Traditionally, what has been used to measure malnutrition were the height and weight of children, irrespective of race, culture, geography or environment.
“The methodology yields malnutrition estimates that contradict virtually all other indicators of child health such as infant mortality, mortality under-five and maternal mortality rates,’’ says Arvind Panagariya in his paper. He compared the state of Kerala, which has health indices approaching those in developed countries, with Senegal, one of the countries in sub-Saharan Africa whose per capita income close to that in India.
The author points out that the infant mortality rates in Senegal is four-and-a-quarter times that of Kerala, the under- five mortality rate is almost six times and the maternal mortality rate is over four times. Yet, it has lower stunting (low height for age) and underweight (low weight for age) rates, which means lower malnutrition rates.
“Better-nourished children in Senegal die at rates many times than those in Kerala and the same holds for their mothers,’’ says Arvind Panagariya. The percentage of children below 5 who are stunted in Kerala is 25 as against the 20 of Senegal. And the percentage of children below 5 who are underweight in Kerala is 23 as against the 15 of Senegal.
A comparison of the state of Punjab with Senegal exhibits a similar pattern, as does that of Mauritania in sub-Saharan Africa with Kerala. The author says that these comparisons are not isolated examples.
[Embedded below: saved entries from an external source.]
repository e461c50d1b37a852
pub mod unicode;
use chrono::{DateTime, Utc};
use serde::{Deserialize, Serialize};

/// Stable task identifier, derived from the creation time in milliseconds
#[derive(Debug, Clone, PartialEq, Eq, Hash, PartialOrd, Ord, Serialize, Deserialize)]
#[serde(transparent)]
pub struct TaskId(pub String);

impl TaskId {
    pub fn as_str(&self) -> &str {
        &self.0
    }
}

impl std::fmt::Display for TaskId {
    fn fmt(&self, f: &mut std::fmt::Formatter<'_>) -> std::fmt::Result {
        f.write_str(&self.0)
    }
}

impl From<&str> for TaskId {
    fn from(s: &str) -> Self {
        TaskId(s.to_string())
    }
}

/// Fixed set of task categories
#[derive(Debug, Clone, Copy, PartialEq, Eq, Hash, Default, Serialize, Deserialize)]
#[serde(rename_all = "lowercase")]
pub enum Category {
    Work,
    #[default]
    Personal,
    Shopping,
    Health,
}

impl Category {
    pub const ALL: [Category; 4] = [
        Category::Work,
        Category::Personal,
        Category::Shopping,
        Category::Health,
    ];

    pub fn as_str(self) -> &'static str {
        match self {
            Category::Work => "work",
            Category::Personal => "personal",
            Category::Shopping => "shopping",
            Category::Health => "health",
        }
    }

    /// Parse a category name (case-insensitive)
    pub fn parse_category(s: &str) -> Option<Self> {
        match s.trim().to_ascii_lowercase().as_str() {
            "work" => Some(Category::Work),
            "personal" => Some(Category::Personal),
            "shopping" => Some(Category::Shopping),
            "health" => Some(Category::Health),
            _ => None,
        }
    }
}

impl std::fmt::Display for Category {
    fn fmt(&self, f: &mut std::fmt::Formatter<'_>) -> std::fmt::Result {
        f.write_str(self.as_str())
    }
}

/// Task priority. Ordering follows `rank()`: high > medium > low.
#[derive(Debug, Clone, Copy, PartialEq, Eq, Hash, Default, Serialize, Deserialize)]
#[serde(rename_all = "lowercase")]
pub enum Priority {
    Low,
    #[default]
    Medium,
    High,
}

impl Priority {
    /// Sort weight: high=3, medium=2, low=1
    pub fn rank(self) -> u8 {
        match self {
            Priority::High => 3,
            Priority::Medium => 2,
            Priority::Low => 1,
        }
    }

    pub fn as_str(self) -> &'static str {
        match self {
            Priority::Low => "low",
            Priority::Medium => "medium",
            Priority::High => "high",
        }
    }

    /// Parse a priority name (case-insensitive)
    pub fn parse_priority(s: &str) -> Option<Self> {
        match s.trim().to_ascii_lowercase().as_str() {
            "low" => Some(Priority::Low),
            "medium" => Some(Priority::Medium),
            "high" => Some(Priority::High),
            _ => None,
        }
    }

    /// Next priority in selector order (high → medium → low → high)
    pub fn cycle(self) -> Self {
        match self {
            Priority::High => Priority::Medium,
            Priority::Medium => Priority::Low,
            Priority::Low => Priority::High,
        }
    }
}

impl std::fmt::Display for Priority {
    fn fmt(&self, f: &mut std::fmt::Formatter<'_>) -> std::fmt::Result {
        f.write_str(self.as_str())
    }
}

/// A single task as held in the canonical list and persisted to the store.
///
/// `text` is always stored in sanitized form; see `ops::guard`.
#[derive(Debug, Clone, PartialEq, Eq, Serialize, Deserialize)]
#[serde(rename_all = "camelCase")]
pub struct Task {
    pub id: TaskId,
    pub text: String,
    #[serde(default)]
    pub completed: bool,
    pub created_at: DateTime<Utc>,
    /// Older snapshots predate categories
    #[serde(default)]
    pub category: Category,
    /// Older snapshots predate priorities
    #[serde(default)]
    pub priority: Priority,
}

impl Task {
    /// Create an uncompleted task. `text` must already be sanitized.
    pub fn new(
        id: TaskId,
        text: String,
        created_at: DateTime<Utc>,
        category: Category,
        priority: Priority,
    ) -> Self {
        Task {
            id,
            text,
            completed: false,
            created_at,
            category,
            priority,
        }
    }
}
‘A comparison of India with virtually every one of the 33 sub-Saharan countries with lower per capita incomes reproduces this comparison,’’ he says, demonstrating this by comparing India with the 33 countries in sub-Saharan Africa along health indicators such as life expectancy, infant mortality rate, under-five mortality rate, stillbirth rate and maternal mortality rate, which are way higher in most African countries.